Government attorneys representing USDA’s top three food safety officials say it’s time to end the court battle that has temporarily banned horse slaughter in the U.S. They’ve asked the U.S. District Court in New Mexico to move immediately to an expedited hearing and ruling on the merits of the case.
This would eliminate the next step that had been anticipated in the case – a hearing on whether to grant the plaintiffs a preliminary injunction. They had already won a temporary restraining order.
And, in another motion, Robert G. Dreher, acting assistant U.S. attorney general, has asked the court for permission to file a so-called “surreply” to respond “to Plaintiff’s numerous accusations that Federal Defendants and the United States have acted in bad faith in opposing Plaintiffs’ motion to modify the temporary restraining order and objections to Magistrate Judge Scott’s imposition of a bond requirement ….” In his request, Dreher cites a dozen specific instances where the plaintiffs made accusations that he claims are “unfounded and untrue, and easily refuted. In one, the Plaintiff’s say the U.S. hopes to divert funds from ‘important animal rescue and sheltering’ and ‘other public interest cases challenging federal agency abuses.’
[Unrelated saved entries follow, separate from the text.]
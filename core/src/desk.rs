//! The complaint desk — the orchestration layer.
//!
//! Wires the pieces in dependency order: entity store → transition rule
//! → visibility filter → notification dispatch. Each operation is one
//! independent request; concurrent writers against the same record are
//! serialized by the store's compare-and-swap on `updated_at`.

use crate::{
    complaint::{ComplaintRecord, Priority, WorkingStatus},
    config::DeskConfig,
    customer::{validate_contact, CustomerRecord},
    employee::EmployeeRecord,
    error::{DeskError, DeskResult},
    event::{DeskEvent, EventLogEntry},
    notification::{on_transition, NotificationTransport},
    role::Role,
    store::DeskStore,
    transition::{validate_completion, Action, CompletionReport},
    types::EntityId,
    upload::{PhotoFile, PhotoUploader},
    visibility::{self, ComplaintView},
};
use chrono::Utc;

/// The form a coordinator/admin submits to file a complaint.
#[derive(Debug, Clone)]
pub struct NewComplaint {
    pub customer_id: EntityId,
    pub description: String,
    pub priority: Priority,
    pub assigned_mechanic_id: Option<EntityId>,
}

/// The completion form a mechanic submits, photos still raw.
#[derive(Debug)]
pub struct CompletionForm {
    pub description: String,
    pub photos: Vec<PhotoFile>,
    pub amount: f64,
    pub payment_method: String,
}

pub struct ComplaintDesk {
    pub store: DeskStore,
    config: DeskConfig,
    transport: Box<dyn NotificationTransport>,
    uploader: Box<dyn PhotoUploader>,
}

impl ComplaintDesk {
    pub fn new(
        store: DeskStore,
        config: DeskConfig,
        transport: Box<dyn NotificationTransport>,
        uploader: Box<dyn PhotoUploader>,
    ) -> Self {
        Self {
            store,
            config,
            transport,
            uploader,
        }
    }

    // ── Customer directory ─────────────────────────────────────────

    pub fn register_customer(
        &self,
        name: String,
        email: String,
        phone: String,
    ) -> DeskResult<CustomerRecord> {
        let customer = CustomerRecord::new(name, email, phone, Utc::now())?;
        self.store.insert_customer(&customer)?;
        log::debug!("customer {} registered", customer.customer_id);
        Ok(customer)
    }

    pub fn update_customer(
        &self,
        customer_id: &str,
        name: String,
        email: String,
        phone: String,
    ) -> DeskResult<CustomerRecord> {
        validate_contact(&name, &email, &phone)?;
        let mut customer = self.active_customer(customer_id)?;
        let expected = customer.updated_at;
        customer.name = name;
        customer.email = email;
        customer.phone = phone;
        customer.updated_at = Utc::now();
        self.store.update_customer(&customer, &expected)?;
        Ok(customer)
    }

    pub fn remove_customer(&self, customer_id: &str) -> DeskResult<()> {
        let customer = self.active_customer(customer_id)?;
        self.store
            .soft_delete_customer(&customer.customer_id, &customer.updated_at, Utc::now())
    }

    pub fn customers(&self) -> DeskResult<Vec<CustomerRecord>> {
        self.store.active_customers()
    }

    // ── Employee directory ─────────────────────────────────────────

    pub fn register_employee(
        &self,
        name: String,
        role: Role,
        email: String,
        phone: String,
    ) -> DeskResult<EmployeeRecord> {
        let employee = EmployeeRecord::new(name, role, email, phone, Utc::now())?;
        self.store.insert_employee(&employee)?;
        log::debug!("employee {} ({}) registered", employee.employee_id, employee.role);
        Ok(employee)
    }

    pub fn remove_employee(&self, employee_id: &str) -> DeskResult<()> {
        let employee = self.active_employee(employee_id)?;
        self.store
            .soft_delete_employee(&employee.employee_id, &employee.updated_at, Utc::now())
    }

    pub fn employees(&self) -> DeskResult<Vec<EmployeeRecord>> {
        self.store.active_employees()
    }

    pub fn employees_with_role(&self, role: Role) -> DeskResult<Vec<EmployeeRecord>> {
        self.store.employees_with_role(role)
    }

    // ── Complaint lifecycle ────────────────────────────────────────

    pub fn file_complaint(&self, actor_id: &str, new: NewComplaint) -> DeskResult<ComplaintRecord> {
        let actor = self.active_employee(actor_id)?;
        if !actor.role.manages_complaints() {
            return Err(DeskError::RoleNotAllowed {
                role: actor.role,
                action: "file complaints",
            });
        }
        let customer = self.active_customer(&new.customer_id)?;
        if let Some(mechanic_id) = new.assigned_mechanic_id.as_deref() {
            self.require_mechanic(mechanic_id)?;
        }

        let complaint = ComplaintRecord::new(
            customer.customer_id,
            actor.employee_id.clone(),
            new.description,
            new.priority,
            new.assigned_mechanic_id,
            Utc::now(),
        )?;
        self.store.insert_complaint(&complaint)?;
        self.record_event(
            &complaint.complaint_id,
            &actor.employee_id,
            &DeskEvent::ComplaintFiled {
                complaint_id: complaint.complaint_id.clone(),
                customer_id: complaint.customer_id.clone(),
                priority: complaint.priority,
            },
        )?;
        if let Some(mechanic_id) = complaint.assigned_mechanic_id.clone() {
            self.record_event(
                &complaint.complaint_id,
                &actor.employee_id,
                &DeskEvent::MechanicAssigned {
                    complaint_id: complaint.complaint_id.clone(),
                    mechanic_id,
                },
            )?;
        }
        log::debug!(
            "complaint {} filed by {} (priority {})",
            complaint.complaint_id,
            actor.employee_id,
            complaint.priority
        );
        Ok(complaint)
    }

    /// Route a pending complaint to a mechanic. Only coordinators and
    /// admins assign, and only while the complaint is still pending.
    pub fn assign_mechanic(
        &self,
        actor_id: &str,
        complaint_id: &str,
        mechanic_id: &str,
    ) -> DeskResult<ComplaintRecord> {
        let actor = self.active_employee(actor_id)?;
        if !actor.role.manages_complaints() {
            return Err(DeskError::RoleNotAllowed {
                role: actor.role,
                action: "assign mechanics",
            });
        }
        let mechanic = self.require_mechanic(mechanic_id)?;
        let mut complaint = self.active_complaint(complaint_id)?;
        if complaint.working_status != WorkingStatus::Pending {
            return Err(DeskError::InvalidTransition {
                from: complaint.working_status,
                action: "assign",
                role: actor.role,
            });
        }
        let expected = complaint.updated_at;
        complaint.assigned_mechanic_id = Some(mechanic.employee_id.clone());
        complaint.updated_at = Utc::now();
        self.store.update_complaint(&complaint, &expected)?;
        self.record_event(
            &complaint.complaint_id,
            &actor.employee_id,
            &DeskEvent::MechanicAssigned {
                complaint_id: complaint.complaint_id.clone(),
                mechanic_id: mechanic.employee_id,
            },
        )?;
        Ok(complaint)
    }

    pub fn accept_complaint(
        &self,
        mechanic_id: &str,
        complaint_id: &str,
    ) -> DeskResult<ComplaintRecord> {
        self.run_transition(mechanic_id, complaint_id, Action::Accept)
    }

    pub fn reject_complaint(
        &self,
        mechanic_id: &str,
        complaint_id: &str,
        reason: String,
    ) -> DeskResult<ComplaintRecord> {
        self.run_transition(mechanic_id, complaint_id, Action::Reject { reason })
    }

    pub fn start_work(&self, mechanic_id: &str, complaint_id: &str) -> DeskResult<ComplaintRecord> {
        self.run_transition(mechanic_id, complaint_id, Action::Start)
    }

    pub fn complete_complaint(
        &self,
        mechanic_id: &str,
        complaint_id: &str,
        form: CompletionForm,
    ) -> DeskResult<ComplaintRecord> {
        // Check the form before paying for uploads; the rule sees the
        // same report again (minus photos, which it does not validate).
        let report = CompletionReport {
            description: form.description,
            photos: Vec::new(),
            amount: form.amount,
            payment_method: form.payment_method,
        };
        validate_completion(&report)?;
        let photos = self.uploader.upload_photos(&form.photos)?;
        let report = CompletionReport { photos, ..report };
        self.run_transition(mechanic_id, complaint_id, Action::Complete { report })
    }

    pub fn remove_complaint(&self, actor_id: &str, complaint_id: &str) -> DeskResult<()> {
        let actor = self.active_employee(actor_id)?;
        if !actor.role.manages_complaints() {
            return Err(DeskError::RoleNotAllowed {
                role: actor.role,
                action: "delete complaints",
            });
        }
        let complaint = self.active_complaint(complaint_id)?;
        // A coordinator may only delete complaints they can see.
        if !visibility::is_visible(&complaint, actor.role, &actor.employee_id) {
            return Err(DeskError::NotFound {
                entity: "complaint",
                id: complaint_id.to_string(),
            });
        }
        self.store
            .soft_delete_complaint(&complaint.complaint_id, &complaint.updated_at, Utc::now())?;
        self.record_event(
            &complaint.complaint_id,
            &actor.employee_id,
            &DeskEvent::ComplaintDeleted {
                complaint_id: complaint.complaint_id.clone(),
                actor_id: actor.employee_id.clone(),
            },
        )?;
        Ok(())
    }

    // ── Views ──────────────────────────────────────────────────────

    pub fn complaints_for(
        &self,
        viewer_id: &str,
        view: ComplaintView,
    ) -> DeskResult<Vec<ComplaintRecord>> {
        let viewer = self.active_employee(viewer_id)?;
        let complaints = self.store.active_complaints()?;
        Ok(visibility::scope(
            complaints,
            viewer.role,
            &viewer.employee_id,
            view,
        ))
    }

    pub fn complaint_for(&self, viewer_id: &str, complaint_id: &str) -> DeskResult<ComplaintRecord> {
        let viewer = self.active_employee(viewer_id)?;
        let complaint = self.active_complaint(complaint_id)?;
        if visibility::is_visible(&complaint, viewer.role, &viewer.employee_id) {
            Ok(complaint)
        } else {
            Err(DeskError::NotFound {
                entity: "complaint",
                id: complaint_id.to_string(),
            })
        }
    }

    pub fn events_for(&self, complaint_id: &str) -> DeskResult<Vec<EventLogEntry>> {
        self.store.events_for_entity(complaint_id)
    }

    // ── Internals ──────────────────────────────────────────────────

    /// Apply a mechanic action: load, transition, persist (CAS), record
    /// the event, then dispatch notifications. Delivery failures are
    /// logged and swallowed — the transition is already committed.
    fn run_transition(
        &self,
        mechanic_id: &str,
        complaint_id: &str,
        action: Action,
    ) -> DeskResult<ComplaintRecord> {
        let actor = self.active_employee(mechanic_id)?;
        let mut complaint = self.active_complaint(complaint_id)?;
        let expected = complaint.updated_at;
        let change = complaint.apply(&actor, action, Utc::now())?;
        self.store.update_complaint(&complaint, &expected)?;

        if let Some(event) = transition_event(&complaint, &actor) {
            self.record_event(&complaint.complaint_id, &actor.employee_id, &event)?;
        }
        log::debug!(
            "complaint {}: {} -> {} by {}",
            complaint.complaint_id,
            change.previous,
            change.next,
            actor.employee_id
        );

        let customer = self.store.get_customer(&complaint.customer_id)?;
        for message in on_transition(
            &complaint,
            &customer,
            &actor,
            change.previous,
            &self.config.notifications,
        ) {
            if let Err(e) = self.transport.deliver(&message) {
                log::warn!("notification to {} failed: {e}", message.recipient);
            }
        }
        Ok(complaint)
    }

    fn record_event(&self, entity_id: &str, actor_id: &str, event: &DeskEvent) -> DeskResult<()> {
        let entry = EventLogEntry {
            id: None,
            entity_id: entity_id.to_string(),
            actor_id: actor_id.to_string(),
            event_type: event.type_name().to_string(),
            payload: serde_json::to_string(event)?,
            created_at: Utc::now(),
        };
        self.store.append_event(&entry)
    }

    fn active_employee(&self, employee_id: &str) -> DeskResult<EmployeeRecord> {
        let employee = self.store.get_employee(employee_id)?;
        if employee.is_deleted {
            return Err(DeskError::NotFound {
                entity: "employee",
                id: employee_id.to_string(),
            });
        }
        Ok(employee)
    }

    fn active_customer(&self, customer_id: &str) -> DeskResult<CustomerRecord> {
        let customer = self.store.get_customer(customer_id)?;
        if customer.is_deleted {
            return Err(DeskError::NotFound {
                entity: "customer",
                id: customer_id.to_string(),
            });
        }
        Ok(customer)
    }

    fn active_complaint(&self, complaint_id: &str) -> DeskResult<ComplaintRecord> {
        let complaint = self.store.get_complaint(complaint_id)?;
        if complaint.is_deleted {
            return Err(DeskError::NotFound {
                entity: "complaint",
                id: complaint_id.to_string(),
            });
        }
        Ok(complaint)
    }

    fn require_mechanic(&self, employee_id: &str) -> DeskResult<EmployeeRecord> {
        let employee = self.active_employee(employee_id)?;
        match employee.role {
            Role::Mechanic => Ok(employee),
            role => Err(DeskError::RoleNotAllowed {
                role,
                action: "take complaint assignments",
            }),
        }
    }
}

/// The audit event for a just-applied transition, keyed off the new
/// status. Pending is not a transition target, so it maps to nothing.
fn transition_event(complaint: &ComplaintRecord, actor: &EmployeeRecord) -> Option<DeskEvent> {
    let complaint_id = complaint.complaint_id.clone();
    let mechanic_id = actor.employee_id.clone();
    match complaint.working_status {
        WorkingStatus::Accepted => Some(DeskEvent::ComplaintAccepted {
            complaint_id,
            mechanic_id,
        }),
        WorkingStatus::Rejected => Some(DeskEvent::ComplaintRejected {
            complaint_id,
            mechanic_id,
            reason: complaint.rejection_reason.clone().unwrap_or_default(),
        }),
        WorkingStatus::Processing => Some(DeskEvent::RepairStarted {
            complaint_id,
            mechanic_id,
        }),
        WorkingStatus::Completed => Some(DeskEvent::ComplaintCompleted {
            complaint_id,
            mechanic_id,
            amount: complaint
                .completion_details
                .as_ref()
                .map(|d| d.amount)
                .unwrap_or(0.0),
        }),
        WorkingStatus::Pending => None,
    }
}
“Since the sole focus of the Plaintiff’s reply brief is to make new accusations that attack the motivations and integrity of the United States, Federal Defendants should be afforded the opportunity to set the record straight by filing a surreply,” Dreher’s motion continues.
The federal defendants are U.S. Secretary of Agriculture Tom Vilsack, Under Secretary for Food Safety Elisabeth Hagen, and Food Safety and Inspection Service (FSIS) Administrator Al Almanza.
They were sued by HSUS, Front Range Equine Rescue, Horses For Life Foundation and others for giving “grants of inspection” to two small horse meatpacking plants, one in Iowa and the other in New Mexico, that planned to open during the first week of August. However, a federal judge in New Mexico issued a temporarily restraining order on Aug. 2 stopping both companies from going forward.
While winning the temporary retaining order, the plaintiffs have strenuously objected to the bond imposed on them by a federal magistrate. The bond, almost $500,000 a month, is intended to reimburse the horse-slaughter companies if the plaintiffs lose the case.
The assistant AG says an expedited hearing on the merits will reduce the “burden and exposure” of both the plaintiffs and the two companies. While a hearing on the preliminary injunction was promised within 30 days of the Aug. 2 temporary restraining order, a date has not yet been made public.